DAG with Estimator

Flowsheet can be used to apply an estimator in a process flowsheet. This example demonstrates how to use a DAG to define a flowsheet that applies a lump estimator to a feed stream.

The focus will not be on the model development, but rather on the simulation. The model is a simple RandomForest regressor that predicts the lump mass and composition from the feed stream.

Note

This example uses the estimator extras. ensure you have installed like poetry install -E estimator.

import logging

# This import at the top to guard against the estimator extras not being installed
from elphick.mass_composition.utils.sklearn import PandasPipeline

import pandas as pd
import plotly
from sklearn.ensemble import RandomForestRegressor
from sklearn.model_selection import train_test_split
from sklearn.pipeline import make_pipeline
from sklearn.preprocessing import StandardScaler

from elphick.mass_composition import MassComposition, Stream
from elphick.mass_composition.dag import DAG
from elphick.mass_composition.datasets.sample_data import iron_ore_met_sample_data
from elphick.mass_composition.flowsheet import Flowsheet

logging.basicConfig(level=logging.INFO, format='%(asctime)s - %(name)s - %(levelname)s - %(message)s')
logger = logging.getLogger(__name__)

Load Data

We load some metallurgical data from a drill program, REF: A072391 Since we are not concerned about the model performance in this example, we’ll convert the categorical feature bulk_hole_no to an integer

df: pd.DataFrame = iron_ore_met_sample_data()
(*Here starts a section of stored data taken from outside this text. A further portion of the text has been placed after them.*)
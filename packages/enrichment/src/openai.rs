//! `OpenAI` chat-completions markdown generator.

use serde::{Deserialize, Serialize};

use crate::EnrichmentError;
use crate::generator::DescriptionGenerator;

/// Default API root for `OpenAI`.
pub const DEFAULT_BASE_URL: &str = "https://api.openai.com/v1";

/// Default chat model.
pub const DEFAULT_MODEL: &str = "gpt-4o";

/// Instructions sent ahead of every description. The listings are Romanian,
/// so the summary layout is too.
const MARKDOWN_PROMPT: &str = "\
Te rog să formatezi și să structurezi următoarea descriere imobiliară în markdown, ca și \
cum ai fi un agent imobiliar profesionist. Asigură-te că incluzi secțiuni clare pentru \
Adresa, Locație, Facilități, Acte și alte detalii relevante. Nu pune titlu, nu folosi bold, \
nu fa resize la tabel, vreau să fie cât mai structurate și cât mai simple de citit. \
Ca exemplu de cum vreau să arate:
Localizare:
  - Adresa:
  - Zona:
Caracteristici:
  - Suprafața terenului:
  - Construcții existente:
  - Posibilități:
  - Certificate de urbanism:
    - POT:
    - CUT:
    - Deschidere:
Accesibilitate și facilități:
  - Proximitate:
Descriere zonă:
  - Infrastructură și facilități:
Informații suplimentare:

";

/// Generates listing markdown through an `OpenAI`-compatible
/// chat-completions endpoint.
pub struct OpenAiMarkdownGenerator {
    api_key: Option<String>,
    model: String,
    base_url: String,
    client: reqwest::Client,
}

impl OpenAiMarkdownGenerator {
    /// Creates a generator against the public `OpenAI` API.
    #[must_use]
    pub fn new(api_key: String, model: String) -> Self {
        Self {
            api_key: Some(api_key),
            model,
            base_url: DEFAULT_BASE_URL.to_string(),
            client: reqwest::Client::new(),
        }
    }

    /// Points the generator at another `OpenAI`-compatible server.
    ///
    /// Local servers usually need no key, so `api_key` may be `None`.
    #[must_use]
    pub fn with_base_url(mut self, base_url: &str, api_key: Option<String>) -> Self {
        self.base_url = base_url.trim_end_matches('/').to_string();
        self.api_key = api_key;
        self
    }

    fn endpoint(&self) -> String {
        format!("{}/chat/completions", self.base_url)
    }
}

#[derive(Serialize)]
struct ChatRequest<'a> {
    model: &'a str,
    messages: Vec<ChatMessage>,
    max_tokens: u32,
    temperature: f32,
}

#[derive(Serialize)]
struct ChatMessage {
    role: &'static str,
    content: String,
}

#[derive(Deserialize)]
struct ChatResponse {
    choices: Vec<ChatChoice>,
}

#[derive(Deserialize)]
struct ChatChoice {
    message: ChatChoiceMessage,
}

#[derive(Deserialize)]
struct ChatChoiceMessage {
    content: Option<String>,
}

#[derive(Deserialize)]
struct ApiError {
    error: ApiErrorDetail,
}

#[derive(Deserialize)]
struct ApiErrorDetail {
    message: String,
}

fn build_prompt(raw: &str) -> String {
    format!("{MARKDOWN_PROMPT}{raw}")
}

fn build_request<'a>(model: &'a str, raw: &str) -> ChatRequest<'a> {
    ChatRequest {
        model,
        messages: vec![ChatMessage {
            role: "user",
            content: build_prompt(raw),
        }],
        max_tokens: 500,
        temperature: 0.9,
    }
}

/// Extracts the trimmed markdown from a chat-completions response body.
fn parse_completion(body: &str) -> Result<String, EnrichmentError> {
    let response: ChatResponse = serde_json::from_str(body)?;

    let text = response
        .choices
        .into_iter()
        .next()
        .and_then(|choice| choice.message.content)
        .map(|text| text.trim().to_string())
        .unwrap_or_default();

    if text.is_empty() {
        return Err(EnrichmentError::Generator {
            message: "No content in chat completion response".to_string(),
        });
    }

    Ok(text)
}

fn error_message(status: reqwest::StatusCode, body: &str) -> String {
    serde_json::from_str::<ApiError>(body)
        .map_or_else(|_| format!("HTTP {status}: {body}"), |e| e.error.message)
}

#[async_trait::async_trait]
impl DescriptionGenerator for OpenAiMarkdownGenerator {
    async fn generate(&self, raw: &str) -> Result<String, EnrichmentError> {
        if raw.trim().is_empty() {
            return Err(EnrichmentError::EmptyInput);
        }

        let request = build_request(&self.model, raw);

        let mut builder = self
            .client
            .post(self.endpoint())
            .header("Content-Type", "application/json")
            .json(&request);
        if let Some(key) = &self.api_key {
            builder = builder.header("Authorization", format!("Bearer {key}"));
        }

        let resp = builder.send().await?;
        let status = resp.status();
        let body = resp.text().await?;

        if !status.is_success() {
            return Err(EnrichmentError::Generator {
                message: error_message(status, &body),
            });
        }

        parse_completion(&body)
    }
}

/// Builds the markdown generator from environment variables.
///
/// Reads `OPENAI_API_KEY`, `AI_MODEL` (default [`DEFAULT_MODEL`]) and
/// `AI_BASE_URL`. When `AI_BASE_URL` is set the key is optional.
///
/// # Errors
///
/// Returns [`EnrichmentError::Config`] if neither `OPENAI_API_KEY` nor
/// `AI_BASE_URL` is set.
pub fn create_generator_from_env() -> Result<OpenAiMarkdownGenerator, EnrichmentError> {
    let api_key = std::env::var("OPENAI_API_KEY").ok();
    let model = std::env::var("AI_MODEL").unwrap_or_else(|_| DEFAULT_MODEL.to_string());

    if let Ok(base_url) = std::env::var("AI_BASE_URL") {
        log::info!("Using OpenAI-compatible server at {base_url} (model {model})");
        return Ok(OpenAiMarkdownGenerator::new(String::new(), model)
            .with_base_url(&base_url, api_key));
    }

    let api_key = api_key.ok_or_else(|| EnrichmentError::Config {
        message: "OPENAI_API_KEY environment variable not set".to_string(),
    })?;
    log::info!("Using OpenAI (model {model})");
    Ok(OpenAiMarkdownGenerator::new(api_key, model))
}

#[cfg(test)]
mod tests {
    use super::*;

    #[test]
    fn prompt_ends_with_description() {
        let prompt = build_prompt("Teren 500 mp in Pipera");
        assert!(prompt.starts_with("Te rog să formatezi"));
        assert!(prompt.contains("    - POT:\n    - CUT:\n"));
        assert!(prompt.ends_with("Informații suplimentare:\n\nTeren 500 mp in Pipera"));
    }

    #[test]
    fn request_body_shape() {
        let value = serde_json::to_value(build_request("gpt-4o", "Teren")).unwrap();
        assert_eq!(value["model"], "gpt-4o");
        assert_eq!(value["max_tokens"], 500);
        assert_eq!(value["messages"][0]["role"], "user");
        assert!(
            value["messages"][0]["content"]
                .as_str()
                .unwrap()
                .ends_with("Teren")
        );
    }

    #[test]
    fn parses_first_choice() {
        let body = r#"{"choices":[{"message":{"role":"assistant","content":"  Localizare:\n  - Zona: Amzei \n"}}]}"#;
        assert_eq!(
            parse_completion(body).unwrap(),
            "Localizare:\n  - Zona: Amzei"
        );
    }

    #[test]
    fn empty_choices_is_generator_error() {
        assert!(matches!(
            parse_completion(r#"{"choices":[]}"#),
            Err(EnrichmentError::Generator { .. })
        ));
        assert!(matches!(
            parse_completion(r#"{"choices":[{"message":{"content":null}}]}"#),
            Err(EnrichmentError::Generator { .. })
        ));
    }

    #[test]
    fn malformed_body_is_json_error() {
        assert!(matches!(
            parse_completion("not json"),
            Err(EnrichmentError::Json(_))
        ));
    }

    #[test]
    fn api_error_message_is_extracted() {
        let body = r#"{"error":{"message":"Invalid API key"}}"#;
        assert_eq!(
            error_message(reqwest::StatusCode::UNAUTHORIZED, body),
            "Invalid API key"
        );
        assert_eq!(
            error_message(reqwest::StatusCode::BAD_GATEWAY, "upstream down"),
            "HTTP 502 Bad Gateway: upstream down"
        );
    }

    #[test]
    fn base_url_is_normalized() {
        let generator = OpenAiMarkdownGenerator::new("k".to_string(), "m".to_string())
            .with_base_url("http://localhost:11434/v1/", None);
        assert_eq!(
            generator.endpoint(),
            "http://localhost:11434/v1/chat/completions"
        );
    }

    #[tokio::test]
    async fn blank_input_is_rejected_without_request() {
        let generator = OpenAiMarkdownGenerator::new("k".to_string(), "m".to_string())
            .with_base_url("http://127.0.0.1:9", None);
        assert!(matches!(
            generator.generate(" \n").await,
            Err(EnrichmentError::EmptyInput)
        ));
    }
}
base_components = ['fe', 'p', 'sio2', 'al2o3', 'loi']
cols_x = ['dry_weight_lump_kg'] + [f'head_{comp}' for comp in base_components] + ['bulk_hole_no']
cols_y = ['lump_pct'] + [f'lump_{comp}' for comp in base_components]

df = df.loc[:, cols_x + cols_y].query('lump_pct>0').dropna(how='any')
df = df.rename(columns={'dry_weight_lump_kg': 'head_mass_dry'})
df['bulk_hole_no'] = df['bulk_hole_no'].astype('category').cat.codes

logger.info(df.shape)
df.head()

	head_mass_dry	head_fe	head_p	head_sio2	head_al2o3	head_loi	bulk_hole_no	lump_pct	lump_fe	lump_p	lump_sio2	lump_al2o3	lump_loi
sample_number
30129	0.31	62.94	0.02	3.71	1.51	4.12	0	21.3	64.95	0.014	2.29	0.87	3.83
30131	0.52	64.79	0.02	2.88	1.29	2.80	0	22.4	66.48	0.009	1.67	0.65	2.46
30132	0.41	65.22	0.02	2.64	1.15	2.61	0	16.6	66.78	0.009	1.34	0.47	2.67
30133	0.32	64.67	0.02	2.85	1.17	3.00	0	19.6	66.23	0.011	1.56	0.62	2.74
30134	0.31	65.29	0.02	2.25	0.94	2.93	0	13.9	66.53	0.011	1.41	0.54	2.91

Build a model

X: pd.DataFrame = df[[col for col in df.columns if col not in cols_y]]
y: pd.DataFrame = df[cols_y]

X_train, X_test, y_train, y_test = train_test_split(X, y, test_size=0.2, random_state=42)

The model needs to be wrapped in a PandasPipeline object to ensure that the column names are preserved.

pipe: PandasPipeline = PandasPipeline.from_pipeline(
    make_pipeline(StandardScaler(), RandomForestRegressor(n_estimators=100, random_state=42)))

pipe

PandasPipeline(steps=[('standardscaler', StandardScaler()),
                      ('randomforestregressor',
                       RandomForestRegressor(random_state=42))])

In a Jupyter environment, please rerun this cell to show the HTML representation or trust the notebook.
On GitHub, the HTML representation is unable to render, please try loading this page with nbviewer.org.

Test the model

The model can be called directly to predict the lump percentage and composition from the feed stream. We will pass in a dataframe with the same columns as the training data.

y_pred = pipe.fit(X_train.drop(columns=['head_mass_dry']), y_train).predict(X_test)
logger.info(f'Test score: {pipe.score(X_test, y_test)}')
y_pred.head()

	lump_pct	lump_fe	lump_p	lump_sio2	lump_al2o3	lump_loi
sample_number
30838	21.150	62.1259	0.03646	1.5286	0.9012	8.3704
30836	17.511	61.8068	0.04462	1.6825	0.9777	8.5672
30143	20.425	64.9562	0.01953	2.0668	0.6913	4.1378
30158	18.170	58.1892	0.03722	8.7937	0.9085	6.5543
30915	22.386	62.5843	0.03022	1.4852	0.9723	7.6845

Create a Head MassComposition object

Now we will create a MassComposition object and use it to apply the model to the feed stream.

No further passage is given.